With new vulnerabilities being discovered every day and an observed trend showing a steady increase in the total number of reported vulnerabilities year over year, it has become increasingly important for organizations to manage vulnerabilities in their environments responsibly. In 2019, NIST published over 17,000 vulnerabilities in the National Vulnerability Database. Thus, vulnerability management is an important step in maintaining a strong cybersecurity posture, allowing proactive organizations to mitigate any potential attack vectors before they have a chance to be exploited. Compounding the obvious problems associated with the sheer volume of vulnerabilities is the well-documented workforce shortage, estimated by the ISC2 Cyber Security Workforce Study to be 4 million train workers. As a solution to this challenge, security vendors tout machine learning and artificial intelligence tech to help teams take a risk-based approach to vulnerability management. While these improved tools certainly help, they are far from the magical black-box panacea described in vendor marketing material. To truly improve cybersecurity performance around vulnerability management, organizations must ensure elements such as maintaining continuous visibility of the relevant digital ecosystem, keeping up to date with newly reported vulnerabilities, tracking of identified vulnerabilities, having a remediation process to mitigate identified vulnerabilities, and having an automated and continuous audit process in place to measure progress over time.

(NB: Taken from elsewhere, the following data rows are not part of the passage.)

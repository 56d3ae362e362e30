//! Résumé intake: extract text, record the candidate, surface a skill preview.
//!
//! A failed insert does not abort the upload. The caller still gets the
//! extracted text and skills, with the store outcome reported alongside.

use std::sync::Arc;

use anyhow::anyhow;
use serde::Serialize;
use tracing::info;

use crate::candidates::store::{CandidateStore, StoreError};
use crate::errors::AppError;
use crate::extraction::pdf::TextExtractor;
use crate::extraction::skills::SkillExtractor;
use crate::models::candidate::CandidateId;

/// At most this many skills are echoed back after an upload.
pub const SKILL_PREVIEW_LIMIT: usize = 50;

#[derive(Debug, Clone, PartialEq, Serialize)]
#[serde(tag = "status", rename_all = "snake_case")]
pub enum StoreOutcome {
    Saved { id: CandidateId, message: String },
    DuplicateName { message: String },
    StorageUnavailable { message: String },
}

impl StoreOutcome {
    fn from_insert(result: Result<CandidateId, StoreError>) -> Result<Self, AppError> {
        match result {
            Ok(id) => Ok(StoreOutcome::Saved {
                id,
                message: "Resume saved in database.".to_string(),
            }),
            Err(StoreError::DuplicateName(_)) => Ok(StoreOutcome::DuplicateName {
                message: "This candidate name already exists.".to_string(),
            }),
            Err(StoreError::StorageUnavailable(e)) => Ok(StoreOutcome::StorageUnavailable {
                message: format!("Database error: {e}"),
            }),
            Err(e @ StoreError::EmptyName) => Err(e.into()),
        }
    }
}

#[derive(Debug, Serialize)]
pub struct UploadResponse {
    pub name: String,
    pub resume_text: String,
    pub store_result: StoreOutcome,
    /// First `SKILL_PREVIEW_LIMIT` skills in display order.
    pub skills: Vec<String>,
    pub skills_truncated: bool,
    pub skill_count: usize,
}

/// An uploaded résumé as received from the client.
pub struct ResumeUpload {
    pub name: String,
    pub file_name: String,
    pub document: Vec<u8>,
}

impl ResumeUpload {
    pub fn validate(&self) -> Result<(), AppError> {
        if self.name.trim().is_empty() {
            return Err(AppError::Validation(
                "Please enter a candidate name.".to_string(),
            ));
        }
        if !self.file_name.to_lowercase().ends_with(".pdf") {
            return Err(AppError::Validation(
                "Only PDF files are allowed.".to_string(),
            ));
        }
        Ok(())
    }
}

pub async fn upload_resume(
    store: &CandidateStore,
    text_extractor: Arc<dyn TextExtractor>,
    skill_extractor: &dyn SkillExtractor,
    upload: ResumeUpload,
) -> Result<UploadResponse, AppError> {
    upload.validate()?;
    let ResumeUpload { name, document, .. } = upload;

    // PDF parsing is CPU-bound; keep it off the async workers.
    let resume_text = tokio::task::spawn_blocking(move || text_extractor.extract(&document))
        .await
        .map_err(|e| AppError::Internal(anyhow!("text extraction task failed: {e}")))??;
    info!("Extracted {} chars from uploaded resume", resume_text.len());

    let store_result = StoreOutcome::from_insert(store.insert(&name, &resume_text).await)?;

    let all_skills = skill_extractor.extract(&resume_text);
    let skill_count = all_skills.len();
    let skills: Vec<String> = all_skills.into_iter().take(SKILL_PREVIEW_LIMIT).collect();

    Ok(UploadResponse {
        name,
        resume_text,
        store_result,
        skills,
        skills_truncated: skill_count > SKILL_PREVIEW_LIMIT,
        skill_count,
    })
}
use axum::{
    http::StatusCode,
    response::{IntoResponse, Response},
    Json,
};
use serde_json::json;
use thiserror::Error;

use crate::candidates::store::StoreError;
use crate::extraction::pdf::ExtractionError;

/// Service-level error type.
/// Implements `IntoResponse` so Axum handlers can return `Result<T, AppError>`.
#[derive(Debug, Error)]
pub enum AppError {
    #[error("Not found: {0}")]
    NotFound(String),

    #[error("Validation error: {0}")]
    Validation(String),

    #[error("Duplicate name: {0}")]
    DuplicateName(String),

    #[error("Unreadable document: {0}")]
    UnreadableDocument(String),

    #[error("Storage unavailable: {0}")]
    StorageUnavailable(String),

    #[error("Internal server error: {0}")]
    Internal(#[from] anyhow::Error),
}

impl From<StoreError> for AppError {
    fn from(e: StoreError) -> Self {
        match e {
            StoreError::EmptyName => AppError::Validation(StoreError::EmptyName.to_string()),
            StoreError::DuplicateName(name) => AppError::DuplicateName(name),
            StoreError::StorageUnavailable(source) => AppError::StorageUnavailable(source.to_string()),
        }
    }
}

impl From<ExtractionError> for AppError {
    fn from(e: ExtractionError) -> Self {
        match e {
            ExtractionError::UnreadableDocument(msg) => AppError::UnreadableDocument(msg),
        }
    }
}

impl AppError {
    pub fn status_and_code(&self) -> (StatusCode, &'static str) {
        match self {
            AppError::NotFound(_) => (StatusCode::NOT_FOUND, "NOT_FOUND"),
            AppError::Validation(_) => (StatusCode::BAD_REQUEST, "VALIDATION_ERROR"),
            AppError::DuplicateName(_) => (StatusCode::CONFLICT, "DUPLICATE_NAME"),
            AppError::UnreadableDocument(_) => {
                (StatusCode::UNPROCESSABLE_ENTITY, "UNREADABLE_DOCUMENT")
            }
            AppError::StorageUnavailable(_) => {
                (StatusCode::SERVICE_UNAVAILABLE, "STORAGE_UNAVAILABLE")
            }
            AppError::Internal(_) => (StatusCode::INTERNAL_SERVER_ERROR, "INTERNAL_ERROR"),
        }
    }
}

impl IntoResponse for AppError {
    fn into_response(self) -> Response {
        let (status, code) = self.status_and_code();
        let message = match &self {
            AppError::NotFound(msg) | AppError::Validation(msg) => msg.clone(),
            AppError::DuplicateName(name) => {
                format!("A candidate named '{name}' already exists. Please choose a different name.")
            }
            AppError::UnreadableDocument(msg) => {
                tracing::warn!("Unreadable document: {msg}");
                "The uploaded document could not be read. Please upload a valid PDF.".to_string()
            }
            AppError::StorageUnavailable(msg) => {
                tracing::error!("Storage error: {msg}");
                "The candidate database is temporarily unavailable. Please retry.".to_string()
            }
            AppError::Internal(e) => {
                tracing::error!("Internal error: {e:?}");
                "An internal server error occurred".to_string()
            }
        };

        let body = Json(json!({
            "error": {
                "code": code,
                "message": message
            }
        }));

        (status, body).into_response()
    }
}
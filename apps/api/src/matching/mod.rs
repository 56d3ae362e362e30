pub mod handlers;
pub mod matcher;
pub mod candidate;
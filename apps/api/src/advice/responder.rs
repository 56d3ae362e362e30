//! Advice Responder: canned career answers keyed by substring.

/// (keyword phrase, answer). First match wins, so order is significant.
const FAQ: &[(&str, &str)] = &[
    (
        "frontend developer",
        "A Frontend Developer builds the UI of websites or apps. Skills: HTML, CSS, JavaScript, React, UI/UX design.",
    ),
    (
        "backend developer",
        "A Backend Developer works on server-side logic, databases, and APIs. Skills: Python, Node.js, Java, SQL, REST APIs.",
    ),
    (
        "fullstack developer",
        "A Fullstack Developer handles both frontend and backend development. Skills: HTML, CSS, JS, React, Python/Node, SQL/NoSQL.",
    ),
    (
        "improve skills",
        "You can improve your skills by taking online courses, building projects, and practicing coding challenges.",
    ),
    (
        "resume",
        "Make sure your resume is concise, highlights your key skills, and matches the job requirements.",
    ),
];

pub const FALLBACK_ANSWER: &str =
    "Keep learning and practicing! Focus on the skills required for your desired job.";

/// Returns the answer for the first keyword phrase found in the lowercased question,
/// or `FALLBACK_ANSWER` when none occurs.
pub fn get_answer(question: &str) -> &'static str {
    let question = question.to_lowercase();
    FAQ.iter()
        .find(|(keyword, _)| question.contains(keyword))
        .map(|(_, answer)| *answer)
        .unwrap_or(FALLBACK_ANSWER)
}
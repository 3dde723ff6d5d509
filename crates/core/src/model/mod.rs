mod chat;
mod ids;
mod module;
mod progress;

pub use chat::{can_submit, ChatMessage, ChatRole, ImageAttachment};
pub use ids::{ModuleId, TrackId};
pub use module::{CurriculumModule, Lesson};
pub use progress::CompletionSet;
use std::sync::Arc;

use seekho_core::model::{CompletionSet, ModuleId};
use services::ProgressService;
use storage::repository::Storage;

#[tokio::test]
async fn progress_survives_service_restart() {
    let storage = Storage::sqlite("sqlite:file:memdb_progress_flow?mode=memory&cache=shared")
        .await
        .expect("connect sqlite");

    let progress = ProgressService::new(Arc::clone(&storage.kv));
    let intro = ModuleId::new("intro");
    let wiring = ModuleId::new("wiring");

    let set = progress
        .toggle(&CompletionSet::new(), &intro)
        .await
        .expect("toggle intro");
    let set = progress.toggle(&set, &wiring).await.expect("toggle wiring");
    assert_eq!(set.len(), 2);

    // A fresh service over the same backing must see the same set.
    let reopened = ProgressService::new(Arc::clone(&storage.kv));
    let loaded = reopened.load().await;
    assert_eq!(loaded, set);

    // Un-toggling one id persists the removal as well.
    let set = reopened.toggle(&loaded, &intro).await.expect("untoggle");
    assert!(!set.contains(&intro));
    assert!(set.contains(&wiring));
    assert_eq!(reopened.load().await, set);
}

#[tokio::test]
async fn rapid_toggles_do_not_lose_updates() {
    let storage = Storage::sqlite("sqlite:file:memdb_progress_rapid?mode=memory&cache=shared")
        .await
        .expect("connect sqlite");
    let progress = ProgressService::new(Arc::clone(&storage.kv));
    let intro = ModuleId::new("intro");
    let wiring = ModuleId::new("wiring");

    // Two quick clicks: the second derives from the first's in-memory result
    // while both persists are still in flight. The write gate must land them
    // in call order, so the earlier write cannot erase the later one.
    let first = CompletionSet::new().toggled(&intro);
    let second = first.toggled(&wiring);
    let (a, b) = tokio::join!(progress.save(&first), progress.save(&second));
    a.expect("first save");
    b.expect("second save");

    let loaded = progress.load().await;
    assert!(loaded.contains(&intro), "first toggle was erased");
    assert!(loaded.contains(&wiring), "second toggle was erased");
    assert_eq!(loaded.len(), 2);
}

#[tokio::test]
async fn toggle_parity_holds_over_many_rounds() {
    let storage = Storage::sqlite("sqlite:file:memdb_progress_parity?mode=memory&cache=shared")
        .await
        .expect("connect sqlite");
    let progress = ProgressService::new(Arc::clone(&storage.kv));
    let id = ModuleId::new("safety");

    let mut set = CompletionSet::new();
    for round in 1..=7 {
        set = progress.toggle(&set, &id).await.expect("toggle");
        let loaded = progress.load().await;
        assert_eq!(loaded.contains(&id), round % 2 == 1, "round {round}");
    }
}
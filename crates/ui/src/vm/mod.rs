mod chat_vm;
mod markdown_vm;
mod module_vm;

pub use chat_vm::{ChatMessageVm, map_chat_messages, mime_for_file_name};
pub use markdown_vm::{markdown_to_html, sanitize_html};
pub use module_vm::{ModuleCardVm, ProgressVm, map_module_cards, map_progress};
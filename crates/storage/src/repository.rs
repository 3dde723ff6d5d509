use async_trait::async_trait;
use std::collections::HashMap;
use std::sync::{Arc, Mutex};
use thiserror::Error;

/// Errors surfaced by storage adapters.
#[derive(Debug, Error)]
#[non_exhaustive]
pub enum StorageError {
    #[error("connection error: {0}")]
    Connection(String),

    #[error("serialization error: {0}")]
    Serialization(String),
}

/// Key-value persistence contract for small application state.
///
/// Values are opaque strings; callers own their serialization. This is the
/// seam that lets alternate backings (file, embedded database, in-memory)
/// substitute for one another without changing call sites.
#[async_trait]
pub trait KeyValueRepository: Send + Sync {
    /// Read the value stored under `key`.
    ///
    /// Returns `Ok(None)` when no value has ever been stored.
    ///
    /// # Errors
    ///
    /// Returns `StorageError` if the backing store cannot be read.
    async fn get(&self, key: &str) -> Result<Option<String>, StorageError>;

    /// Store `value` under `key`, replacing any existing value.
    ///
    /// # Errors
    ///
    /// Returns `StorageError` if the value cannot be written.
    async fn put(&self, key: &str, value: &str) -> Result<(), StorageError>;
}

/// Simple in-memory repository implementation for testing and prototyping.
#[derive(Clone, Default)]
pub struct InMemoryRepository {
    entries: Arc<Mutex<HashMap<String, String>>>,
}

impl InMemoryRepository {
    #[must_use]
    pub fn new() -> Self {
        Self::default()
    }
}

#[async_trait]
impl KeyValueRepository for InMemoryRepository {
    async fn get(&self, key: &str) -> Result<Option<String>, StorageError> {
        let guard = self
            .entries
            .lock()
            .map_err(|e| StorageError::Connection(e.to_string()))?;
        Ok(guard.get(key).cloned())
    }

    async fn put(&self, key: &str, value: &str) -> Result<(), StorageError> {
        let mut guard = self
            .entries
            .lock()
            .map_err(|e| StorageError::Connection(e.to_string()))?;
        guard.insert(key.to_owned(), value.to_owned());
        Ok(())
    }
}

/// Bundle of repositories handed to the service layer.
pub struct Storage {
    pub kv: Arc<dyn KeyValueRepository>,
}

impl Storage {
    #[must_use]
    pub fn in_memory() -> Self {
        let kv: Arc<dyn KeyValueRepository> = Arc::new(InMemoryRepository::new());
        Self { kv }
    }
}
use seekho_core::model::{CompletionSet, CurriculumModule, ModuleId};
use seekho_core::navigation;

/// UI-ready representation of one module row on the curriculum page.
#[derive(Clone, Debug, PartialEq, Eq)]
pub struct ModuleCardVm {
    pub id: ModuleId,
    /// 1-based position in course order.
    pub position: usize,
    pub title: String,
    pub description: String,
    pub completed: bool,
    pub action_label: &'static str,
}

/// Convert the fetched curriculum plus the completion set into row view
/// models, preserving course order.
#[must_use]
pub fn map_module_cards(
    modules: &[CurriculumModule],
    completed: &CompletionSet,
) -> Vec<ModuleCardVm> {
    modules
        .iter()
        .enumerate()
        .map(|(index, module)| {
            let done = completed.contains(&module.module_id);
            ModuleCardVm {
                id: module.module_id.clone(),
                position: index + 1,
                title: module.title.clone(),
                description: module.description.clone(),
                completed: done,
                action_label: if done { "Review Module" } else { "Start Learning" },
            }
        })
        .collect()
}

/// Progress bar state for the curriculum page.
#[derive(Clone, Debug, PartialEq, Eq)]
pub struct ProgressVm {
    pub completed: usize,
    pub total: usize,
    /// Rounded percentage in `0..=100`.
    pub percent: u32,
    pub count_label: String,
    pub encouragement: String,
}

#[must_use]
pub fn map_progress(modules: &[CurriculumModule], completed: &CompletionSet) -> ProgressVm {
    let total = modules.len();
    let done = modules
        .iter()
        .filter(|module| completed.contains(&module.module_id))
        .count();
    #[allow(clippy::cast_possible_truncation, clippy::cast_sign_loss)]
    let percent = (navigation::progress_ratio(modules, completed) * 100.0).round() as u32;

    let encouragement = if total > 0 && done == total {
        "Congratulations! You've completed all modules!".to_owned()
    } else if done > 0 {
        format!("Keep going! You're {percent}% done.")
    } else {
        "Start your journey by completing the first module!".to_owned()
    };

    ProgressVm {
        completed: done,
        total,
        percent,
        count_label: format!("{done} of {total} modules completed"),
        encouragement,
    }
}
#![forbid(unsafe_code)]

pub mod app;
pub mod context;
pub mod routes;
pub mod views;
pub mod vm;

pub use app::App;
pub use context::{AppContext, UiApp, build_app_context};
use sqlx::SqlitePool;

use super::SqliteInitError;

pub(crate) async fn run_migrations(pool: &SqlitePool) -> Result<(), SqliteInitError> {
    sqlx::query(
        r"
        CREATE TABLE IF NOT EXISTS kv_store (
            key TEXT PRIMARY KEY,
            value TEXT NOT NULL
        )
        ",
    )
    .execute(pool)
    .await?;

    Ok(())
}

According to the SolarWinds MSP, there are six steps to the Vulnerability Management Life Cycle: Discover, Prioritize Assets, Assess, Report, Remediate, and Verify. To satisfy the first four steps of the lifecycle, businesses must establish visibility over the organization’s digital environment, as that is what allows them to understand where the greatest risk lies within an organization. To accomplish this, many automated tools can be used to scan organizational systems for known vulnerabilities. Establishing a tracking procedure around the results of these periodic scans allows for the prioritization of critical or high-risk vulnerabilities. Being able to determine where the high-risk vulnerabilities lie in an organization allows for a more competent and cost-efficient vulnerability management program, greatly increasing the security of organizational systems and software.

Once visibility has been established, vulnerability management becomes a question of remediation and verification. How these last two steps are accomplished will depend largely on the nature of the vulnerabilities in question, the determined business risk associated with the exploitation of that vulnerability, and the amount of resources allocated to fix the vulnerability. Some vulnerabilities may only require a patch from the manufacturer of the vulnerable software, while other times the vulnerability may be so severe that the only remediation is to retire the system from use. Once a vulnerability has been remediated, there should also be a procedure in place to verify that the remediation was deployed successfully and that the affected systems are no longer vulnerable.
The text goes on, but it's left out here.